Le contrôle n’est pas un fardeau

La première réponse que le stoïcisme peut apporter quant au rôle de parent, c’est que tout n’est pas sous notre contrôle : « Des choses, les unes dépendent de nous, les autres n’en dépendent pas » (Manuel d’Epictète, 1.1)

Ce que mon enfant fait, ce qu’il dit, les réactions des autres à son égard sont hors de mon contrôle. Pendant longtemps, je pensais que je devais le préparer au mieux au futur, et cela m’a amené à être vraiment trop sévère et criard. La conséquence est une peur de l’enfant envers le parent, et une perte de confiance en lui et en ses figures d’attachement. En acceptant l’idée que je ne peux pas tout contrôler et que c’est à travers les vents et marées qu’il peut grandir, je deviens moins sensible, moins craintif. Alors, je deviens le mât qui l’aide à traverser les tempêtes.

Pratiquer le stoïcisme

Je lis régulièrement Marc Aurèle et Épictète. Ces derniers nous disent : « Parle peu. » (Marc Aurèle, Pensées, III, 5) et « Ne parle pas des maximes devant ceux qui ne sont pas philosophe. Fais plutôt ce que les maximes prescrivent » (Epictète, Manuel, 46). Jusqu’alors, je déblatérais de grandes théories sur la vie, sur les comportements des autres, sur la bonne façon d’agir. Et pourtant, cela m’amenait à ne pas entendre ce que disait mon enfant, à lui faire des leçons que son développement cognitif n’était pas encore capable d’intégrer. En revanche, parler peu me permet désormais d’entendre et surtout, d’écouter mon enfant.

Par ailleurs, agir selon les maximes donne l’exemple ; exemple que le développement cognitif de l’enfant est capable d’intégrer. J’ai souvent repris la lecture des textes stoïciens et pour chacune d’entre elles, j’ai cherché comment je peux l’appliquer en tant que père. Par exemple, Epictète dit dans son Manuel, au chapitre 45 : « Quelqu’un se baigne de bonne heure : ne dis pas que c’est mal ; dis que c’est de bonne heure […] Car, avant d’avoir reconnu comment il en juge, d’où peux-tu savoir si c’est mal ? ». En tant que père, cette maxime me rappelle que mes enfants font ce qu’ils peuvent dans leurs manières de s’exprimer et d’agir avec les outils qu’ils ont.
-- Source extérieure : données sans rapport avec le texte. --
//! OpenAI chat-completions provider.
//!
//! The wire format differs from the internal message shape in one way that
//! matters: consecutive tool-call messages collapse into a single assistant
//! turn carrying a `tool_calls` list, and each tool result becomes a
//! `role: "tool"` message with a matching `tool_call_id`. The reverse
//! adapter splits a completion into an optional assistant message plus zero
//! or more tool-call messages.

use crate::{LlmError, LlmProvider};
use async_trait::async_trait;
use colony_bus::{emit, EventBus};
use colony_core::{
    AgentId, Message, MessageStreamDoneEvent, MessageStreamErrorEvent, MessageStreamStartEvent,
    ToolSchema,
};
use serde::Deserialize;
use serde_json::{json, Map, Value};
use std::time::Duration;
use tracing::{debug, warn};

const DEFAULT_BASE_URL: &str = "https://api.openai.com";
const DEFAULT_MODEL: &str = "gpt-4o";
const REQUEST_TIMEOUT: Duration = Duration::from_secs(60);

/// Provider backed by an OpenAI-compatible chat-completions API.
pub struct OpenAiProvider {
    api_key: String,
    base_url: String,
    model: String,
    http: reqwest::Client,
}

impl OpenAiProvider {
    pub fn new(api_key: String) -> Self {
        Self {
            api_key,
            base_url: DEFAULT_BASE_URL.to_string(),
            model: DEFAULT_MODEL.to_string(),
            http: reqwest::Client::builder()
                .timeout(REQUEST_TIMEOUT)
                .build()
                .unwrap_or_else(|_| reqwest::Client::new()),
        }
    }

    /// Create from `OPENAI_API_KEY`, honouring `OPENAI_BASE_URL` and
    /// `OPENAI_MODEL` overrides.
    pub fn from_env() -> Result<Self, LlmError> {
        let api_key = std::env::var("OPENAI_API_KEY")
            .map_err(|_| LlmError::Provider("OPENAI_API_KEY is not set".into()))?;
        let mut provider = Self::new(api_key);
        if let Ok(base_url) = std::env::var("OPENAI_BASE_URL") {
            provider.base_url = base_url;
        }
        if let Ok(model) = std::env::var("OPENAI_MODEL") {
            provider.model = model;
        }
        Ok(provider)
    }

    /// Override the API base URL (testing, proxies).
    pub fn with_base_url(mut self, base_url: impl Into<String>) -> Self {
        self.base_url = base_url.into();
        self
    }

    pub fn with_model(mut self, model: impl Into<String>) -> Self {
        self.model = model.into();
        self
    }

    async fn call(&self, messages: &[Message], tools: &[ToolSchema]) -> Result<Vec<Message>, LlmError> {
        let mut body = json!({
            "model": self.model,
            "messages": to_wire_messages(messages),
        });
        if !tools.is_empty() {
            body["tools"] = Value::Array(to_wire_tools(tools));
        }

        let response = self
            .http
            .post(format!("{}/v1/chat/completions", self.base_url))
            .bearer_auth(&self.api_key)
            .json(&body)
            .send()
            .await?;

        let status = response.status();
        if !status.is_success() {
            let message = response.text().await.unwrap_or_default();
            return Err(LlmError::Api {
                status: status.as_u16(),
                message,
            });
        }

        let completion: ChatCompletion = response
            .json()
            .await
            .map_err(|err| LlmError::Decode(err.to_string()))?;
        let choice = completion
            .choices
            .into_iter()
            .next()
            .ok_or_else(|| LlmError::Decode("completion has no choices".into()))?;
        debug!(model = %completion.model, "completion received");
        Ok(from_wire_response(
            choice.message.content,
            choice.message.tool_calls.unwrap_or_default(),
        ))
    }
}

#[async_trait]
impl LlmProvider for OpenAiProvider {
    async fn complete(
        &self,
        messages: &[Message],
        tools: &[ToolSchema],
        agent_id: &AgentId,
        bus: &dyn EventBus,
    ) -> Result<Vec<Message>, LlmError> {
        // Streaming subjects are informational; a publish failure never
        // fails the completion itself.
        if let Err(err) = emit(bus, &MessageStreamStartEvent::new(agent_id.clone())).await {
            warn!(agent_id = %agent_id, %err, "failed to emit stream start");
        }

        match self.call(messages, tools).await {
            Ok(response) => {
                let text: String = response
                    .iter()
                    .filter_map(|message| match message {
                        Message::Assistant { content } => Some(content.as_str()),
                        _ => None,
                    })
                    .collect();
                let done = MessageStreamDoneEvent::new(agent_id.clone(), text);
                if let Err(err) = emit(bus, &done).await {
                    warn!(agent_id = %agent_id, %err, "failed to emit stream done");
                }
                Ok(response)
            }
            Err(cause) => {
                let event = MessageStreamErrorEvent::new(agent_id.clone(), cause.to_string());
                if let Err(err) = emit(bus, &event).await {
                    warn!(agent_id = %agent_id, %err, "failed to emit stream error");
                }
                Err(cause)
            }
        }
    }

    fn name(&self) -> &'static str {
        "openai"
    }
}

#[derive(Debug, Deserialize)]
struct ChatCompletion {
    #[serde(default)]
    model: String,
    choices: Vec<Choice>,
}

#[derive(Debug, Deserialize)]
struct Choice {
    message: WireMessage,
}

#[derive(Debug, Deserialize)]
struct WireMessage {
    #[serde(default)]
    content: Option<String>,
    #[serde(default)]
    tool_calls: Option<Vec<WireToolCall>>,
}

#[derive(Debug, Deserialize)]
struct WireToolCall {
    id: String,
    function: WireFunction,
}

#[derive(Debug, Deserialize)]
struct WireFunction {
    name: String,
    /// Arguments arrive as a JSON-encoded string.
    arguments: String,
}

/// Lower internal messages to the chat-completions shape.
fn to_wire_messages(messages: &[Message]) -> Vec<Value> {
    let mut wire = Vec::new();
    let mut pending_calls: Vec<Value> = Vec::new();

    fn flush(wire: &mut Vec<Value>, pending: &mut Vec<Value>) {
        if !pending.is_empty() {
            wire.push(json!({
                "role": "assistant",
                "tool_calls": std::mem::take(pending),
            }));
        }
    }

    for (i, message) in messages.iter().enumerate() {
        match message {
            Message::System { content } => {
                flush(&mut wire, &mut pending_calls);
                wire.push(json!({"role": "system", "content": content}));
            }
            Message::User { content } => {
                flush(&mut wire, &mut pending_calls);
                wire.push(json!({"role": "user", "content": content}));
            }
            Message::Assistant { content } => {
                flush(&mut wire, &mut pending_calls);
                // An assistant turn immediately followed by its tool calls
                // is represented by the tool_calls message alone.
                let followed_by_call = messages
                    .get(i + 1)
                    .is_some_and(|next| next.is_tool_call());
                if !followed_by_call {
                    wire.push(json!({"role": "assistant", "content": content}));
                }
            }
            Message::ToolCall {
                tool_call_id,
                tool_name,
                arguments,
            } => {
                let arguments =
                    serde_json::to_string(arguments).unwrap_or_else(|_| "{}".to_string());
                pending_calls.push(json!({
                    "id": tool_call_id,
                    "type": "function",
                    "function": {"name": tool_name, "arguments": arguments},
                }));
            }
            Message::ToolResult {
                tool_call_id,
                result,
                ..
            } => {
                flush(&mut wire, &mut pending_calls);
                wire.push(json!({
                    "role": "tool",
                    "content": result,
                    "tool_call_id": tool_call_id,
                }));
            }
        }
    }
    flush(&mut wire, &mut pending_calls);
    wire
}

/// Lower tool schemas to the chat-completions `tools` array.
fn to_wire_tools(tools: &[ToolSchema]) -> Vec<Value> {
    tools
        .iter()
        .map(|tool| {
            let mut properties = Map::new();
            let mut required = Vec::new();
            for param in &tool.parameters {
                let mut property = Map::new();
                property.insert("type".into(), Value::String(param.param_type.clone()));
                property.insert(
                    "description".into(),
                    Value::String(param.description.clone()),
                );
                if let Some(items) = &param.items {
                    property.insert("items".into(), items.clone());
                }
                properties.insert(param.name.clone(), Value::Object(property));
                if param.required {
                    required.push(Value::String(param.name.clone()));
                }
            }
            json!({
                "type": "function",
                "function": {
                    "name": tool.name,
                    "description": tool.description,
                    "parameters": {
                        "type": "object",
                        "properties": properties,
                        "required": required,
                    },
                },
            })
        })
        .collect()
}

/// Split a completion back into internal messages.
fn from_wire_response(content: Option<String>, tool_calls: Vec<WireToolCall>) -> Vec<Message> {
    let mut messages = Vec::new();
    if let Some(content) = content {
        if !content.is_empty() {
            messages.push(Message::assistant(content));
        }
    }
    for call in tool_calls {
        let arguments: Map<String, Value> =
            serde_json::from_str(&call.function.arguments).unwrap_or_default();
        messages.push(Message::tool_call(call.id, call.function.name, arguments));
    }
    messages
}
« Exerce-toi » dit encore Épictète dans son Manuel, aux chapitres 1.5 et 14.1. Il a raison ! Le changement ne se fait pas en un jour. S’améliorer demande une pratique quotidienne et l’on peut compter sur les exercices stoïciens pour se perfectionner. J’ai beaucoup pratiqué le regard d’en haut, l’éveil de conscience et la préméditation des maux, en particulier concernant mon rôle de parent. Cela m’a permis de prendre le recul nécessaire pour mieux vivre de nombreux évènements et pour voir ce qui me déplait dans mes réactions envers mes enfants, me permettant ainsi de travailler dessus.

Evoluer soi-même avant son enfant

Je dis souvent que si l’on veut changer de problème, il faut changer sa manière de vivre, de penser et d’agir. Un jour, alors que l’ambiance était électrique, je me suis posé la question suivante : « qu’est-ce qui est en mon pouvoir pour changer la situation ? » Là encore, un exercice stoïcien, la contemplation du sage, m’a permis de me remémorer les leçons des stoïciens de l’époque impériale ; Face à « un caprice » par exemple, je visualise comment un parent a su réagir calmement et humblement et a su apaiser la situation grâce à des mots doux et pertinents plutôt que des cris et de vaines menaces.

Au fil des semaines, j’ai pu améliorer ma manière d’agir et force est de constater que si l’on n’apprend pas à être parent, on peut apprendre à être une personne plus vertueuse et un exemple pour son prochain, et en particulier pour ses enfants. Ainsi, lorsque je me laisse aller à mes travers de parent craintif, que je crie, je peux observer à nouveau que c’est l’ensemble du foyer qui part en éclat.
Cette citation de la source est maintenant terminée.